Epinephrine 5 mg administered via the intranasal (IN) route was shown to be bioequivalent to epinephrine 0.3 mg administered via the intramuscular (IM) route in our preliminary study.


To investigate the pharmacokinetics and pharmacodynamics of IN and IM epinephrine absorption in a larger group of healthy adults (n = 12).


Each subject was administered IN saline, IN epinephrine (5 mg), and IM epinephrine (0.3 mg) on 3 separate days. Plasma epinephrine levels were determined using liquid chromatography-tandem mass spectrometry.


IN epinephrine administration showed significant systemic absorption compared to IN saline control with the areas under the curve (AUC0-180 min) of 4.4 (4.9) ± 4.0 and 0.2 (0.5) ± 0.3 ng.min/mL, respectively; the values are mean (median) ± standard deviation. IN epinephrine absorption was about 0.5-fold that of IM epinephrine (AUC0-180 min 10.0 (9.2) ± 8.6 ng.min/mL), but the difference was not statistically significant (p = 0.16). The mean peak epinephrine concentration and the time to reach it were also not significantly different between the IN and IM routes. The corresponding values were 120 pg/mL and 41 min for IN, and 209 pg/mL and 41 min for IM, respectively.
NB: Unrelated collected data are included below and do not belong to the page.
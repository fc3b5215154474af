//! Discount evaluation service
//!
//! Code validation runs a fixed check sequence where the first failing
//! check wins; computation caps every discount at the purchase amount so a
//! final price can never go negative. Bulk tiers are independent of codes
//! and picked by the highest min_quantity not exceeding the purchase.

use chrono::{DateTime, Utc};
use tracing::debug;

use crate::database::repositories::DiscountRepository;
use crate::models::discount::{
    BulkDiscount, CreateBulkDiscountRequest, CreateDiscountCodeRequest, DiscountCode,
    DiscountRejection, DiscountType,
};
use crate::utils::errors::{NuqtaError, Result};
use crate::utils::logging::log_discount_attempt;

/// A code that passed every check, with its computed discount
#[derive(Debug, Clone)]
pub struct ValidatedDiscount {
    pub code: DiscountCode,
    pub amount: f64,
}

/// Outcome of evaluating a code against a candidate purchase
pub type DiscountOutcome = std::result::Result<ValidatedDiscount, DiscountRejection>;

#[derive(Debug, Clone)]
pub struct DiscountService {
    discounts: DiscountRepository,
}

impl DiscountService {
    /// Create a new DiscountService instance
    pub fn new(discounts: DiscountRepository) -> Self {
        Self { discounts }
    }

    /// Evaluate a discount code for a purchase on one of the vendor's
    /// events. Returns the domain outcome; only store failures error.
    pub async fn evaluate_code(
        &self,
        vendor_id: i64,
        event_id: i64,
        code: &str,
        amount: f64,
    ) -> Result<DiscountOutcome> {
        let found = self.discounts.find_by_code(vendor_id, code).await?;

        let outcome = match found {
            Some(discount) => {
                Self::check_code(&discount, vendor_id, event_id, amount, Utc::now()).map(
                    |discount_amount| ValidatedDiscount {
                        code: discount,
                        amount: discount_amount,
                    },
                )
            }
            None => Err(DiscountRejection::Invalid),
        };

        match &outcome {
            Ok(validated) => {
                log_discount_attempt(vendor_id, code, true, None);
                debug!(
                    vendor_id = vendor_id,
                    discount = validated.amount,
                    "Discount code validated"
                );
            }
            Err(rejection) => {
                log_discount_attempt(vendor_id, code, false, Some(rejection.message_key()));
            }
        }

        Ok(outcome)
    }

    /// The check sequence of the discount contract; first failure wins.
    pub fn check_code(
        code: &DiscountCode,
        vendor_id: i64,
        event_id: i64,
        amount: f64,
        now: DateTime<Utc>,
    ) -> std::result::Result<f64, DiscountRejection> {
        if !code.is_active || code.vendor_id != vendor_id {
            return Err(DiscountRejection::Invalid);
        }

        if let Some(scoped_event) = code.event_id {
            if scoped_event != event_id {
                return Err(DiscountRejection::WrongEvent);
            }
        }

        if let Some(expiry) = code.expiry_date {
            if expiry < now {
                return Err(DiscountRejection::Expired);
            }
        }

        if let Some(max_uses) = code.max_uses {
            if code.used_count >= max_uses {
                return Err(DiscountRejection::Exhausted);
            }
        }

        if let Some(min) = code.min_purchase_amount {
            if amount < min {
                return Err(DiscountRejection::BelowMinimum { min });
            }
        }

        let discount_type =
            DiscountType::parse(&code.discount_type).unwrap_or(DiscountType::Fixed);
        Ok(Self::compute_discount(
            discount_type,
            code.discount_value,
            amount,
        ))
    }

    /// Percentage or flat discount, capped to the purchase amount and
    /// never negative
    pub fn compute_discount(discount_type: DiscountType, value: f64, amount: f64) -> f64 {
        let raw = match discount_type {
            DiscountType::Percentage => amount * value / 100.0,
            DiscountType::Fixed => value,
        };

        raw.clamp(0.0, amount.max(0.0))
    }

    /// Pick the applicable bulk tier: highest min_quantity not exceeding
    /// the purchased quantity
    pub fn applicable_tier(tiers: &[BulkDiscount], quantity: i32) -> Option<&BulkDiscount> {
        tiers
            .iter()
            .filter(|tier| tier.min_quantity <= quantity)
            .max_by_key(|tier| tier.min_quantity)
    }

    /// Bulk discount for a quantity against the pre-discount subtotal;
    /// 0 when no tier applies
    pub async fn bulk_discount(
        &self,
        event_id: i64,
        quantity: i32,
        subtotal: f64,
    ) -> Result<f64> {
        let tier = self.discounts.applicable_tier(event_id, quantity).await?;

        Ok(tier
            .map(|tier| {
                let discount_type =
                    DiscountType::parse(&tier.discount_type).unwrap_or(DiscountType::Fixed);
                Self::compute_discount(discount_type, tier.discount_value, subtotal)
            })
            .unwrap_or(0.0))
    }

    /// Create a code for a vendor
    pub async fn create_code(&self, request: CreateDiscountCodeRequest) -> Result<DiscountCode> {
        let trimmed = request.code.trim();
        if trimmed.is_empty() {
            return Err(NuqtaError::validation_field("code", "Code cannot be empty"));
        }

        if request.discount_value <= 0.0 {
            return Err(NuqtaError::validation_field(
                "discount_value",
                "Discount value must be greater than 0",
            ));
        }

        if let Some(existing) = self
            .discounts
            .find_by_code(request.vendor_id, trimmed)
            .await?
        {
            return Err(NuqtaError::Conflict(format!(
                "Discount code '{}' already exists",
                existing.code
            )));
        }

        self.discounts.create(request).await
    }

    /// List a vendor's codes
    pub async fn list_codes(&self, vendor_id: i64) -> Result<Vec<DiscountCode>> {
        self.discounts.list_by_vendor(vendor_id).await
    }

    /// Deactivate a code, scoped to the owning vendor
    pub async fn deactivate_code(&self, id: i64, vendor_id: i64) -> Result<DiscountCode> {
        self.discounts
            .set_active(id, vendor_id, false)
            .await?
            .ok_or_else(|| NuqtaError::Forbidden("Discount code belongs to another vendor".to_string()))
    }

    /// Create a bulk tier for an event
    pub async fn create_bulk_tier(
        &self,
        request: CreateBulkDiscountRequest,
    ) -> Result<BulkDiscount> {
        if request.min_quantity < 1 {
            return Err(NuqtaError::validation_field(
                "min_quantity",
                "Minimum quantity must be at least 1",
            ));
        }

        if request.discount_value <= 0.0 {
            return Err(NuqtaError::validation_field(
                "discount_value",
                "Discount value must be greater than 0",
            ));
        }

        self.discounts.create_bulk(request).await
    }

    /// Bulk tiers for an event, ascending
    pub async fn list_bulk_tiers(&self, event_id: i64) -> Result<Vec<BulkDiscount>> {
        self.discounts.list_bulk(event_id).await
    }
}

#[cfg(test)]
mod tests {
    use super::*;
    use assert_matches::assert_matches;
    use chrono::Duration;

    fn sample_code() -> DiscountCode {
        DiscountCode {
            id: 1,
            vendor_id: 10,
            event_id: None,
            code: "WELCOME10".to_string(),
            discount_type: "percentage".to_string(),
            discount_value: 10.0,
            min_purchase_amount: None,
            max_uses: None,
            used_count: 0,
            expiry_date: None,
            is_active: true,
            created_at: Utc::now(),
        }
    }

    fn tier(min_quantity: i32, value: f64) -> BulkDiscount {
        BulkDiscount {
            id: min_quantity as i64,
            event_id: 5,
            min_quantity,
            discount_type: "percentage".to_string(),
            discount_value: value,
            created_at: Utc::now(),
        }
    }

    #[test]
    fn test_percentage_computation() {
        let amount =
            DiscountService::check_code(&sample_code(), 10, 5, 200.0, Utc::now()).expect("valid");
        assert_eq!(amount, 20.0);
    }

    #[test]
    fn test_fixed_discount_capped_at_amount() {
        let mut code = sample_code();
        code.discount_type = "fixed".to_string();
        code.discount_value = 500.0;

        let amount = DiscountService::check_code(&code, 10, 5, 120.0, Utc::now()).expect("valid");
        assert_eq!(amount, 120.0);
    }

    #[test]
    fn test_inactive_code_is_invalid() {
        let mut code = sample_code();
        code.is_active = false;

        assert_matches!(
            DiscountService::check_code(&code, 10, 5, 200.0, Utc::now()),
            Err(DiscountRejection::Invalid)
        );
    }

    #[test]
    fn test_foreign_vendor_is_invalid() {
        assert_matches!(
            DiscountService::check_code(&sample_code(), 99, 5, 200.0, Utc::now()),
            Err(DiscountRejection::Invalid)
        );
    }

    #[test]
    fn test_event_scope_mismatch() {
        let mut code = sample_code();
        code.event_id = Some(7);

        assert_matches!(
            DiscountService::check_code(&code, 10, 5, 200.0, Utc::now()),
            Err(DiscountRejection::WrongEvent)
        );
        assert!(DiscountService::check_code(&code, 10, 7, 200.0, Utc::now()).is_ok());
    }

    #[test]
    fn test_expired_code_always_rejected() {
        let mut code = sample_code();
        code.expiry_date = Some(Utc::now() - Duration::days(1));
        // Even with otherwise generous limits
        code.max_uses = Some(1000);
        code.min_purchase_amount = Some(1.0);

        assert_matches!(
            DiscountService::check_code(&code, 10, 5, 200.0, Utc::now()),
            Err(DiscountRejection::Expired)
        );
    }

    #[test]
    fn test_exhausted_code_rejected() {
        let mut code = sample_code();
        code.max_uses = Some(3);
        code.used_count = 3;

        assert_matches!(
            DiscountService::check_code(&code, 10, 5, 200.0, Utc::now()),
            Err(DiscountRejection::Exhausted)
        );
    }

    #[test]
    fn test_below_minimum_rejected_with_stated_minimum() {
        let mut code = sample_code();
        code.min_purchase_amount = Some(150.0);

        assert_matches!(
            DiscountService::check_code(&code, 10, 5, 100.0, Utc::now()),
            Err(DiscountRejection::BelowMinimum { min }) if min == 150.0
        );
    }

    #[test]
    fn test_check_order_scope_before_expiry() {
        let mut code = sample_code();
        code.event_id = Some(7);
        code.expiry_date = Some(Utc::now() - Duration::days(1));

        // Scope mismatch must win over expiry
        assert_matches!(
            DiscountService::check_code(&code, 10, 5, 200.0, Utc::now()),
            Err(DiscountRejection::WrongEvent)
        );
    }

    #[test]
    fn test_bulk_tier_selection() {
        let tiers = vec![tier(5, 10.0), tier(10, 20.0)];

        assert_eq!(
            DiscountService::applicable_tier(&tiers, 7).map(|t| t.min_quantity),
            Some(5)
        );
        assert_eq!(DiscountService::applicable_tier(&tiers, 4), None);
        assert_eq!(
            DiscountService::applicable_tier(&tiers, 12).map(|t| t.min_quantity),
            Some(10)
        );
    }

    #[test]
    fn test_compute_discount_never_negative() {
        assert_eq!(
            DiscountService::compute_discount(DiscountType::Fixed, 50.0, 0.0),
            0.0
        );
        assert_eq!(
            DiscountService::compute_discount(DiscountType::Percentage, 10.0, 200.0),
            20.0
        );
    }
}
The systemic absorption of IN epinephrine 5 mg was significantly different from the control IN saline and about 0.5-fold that of IM epinephrine 0.3 mg. Although epinephrine administration via the less invasive IN route is safe and feasible, further investigations are necessary to achieve an adequate and consistent systemic absorption comparable to that of the conventional IM injection.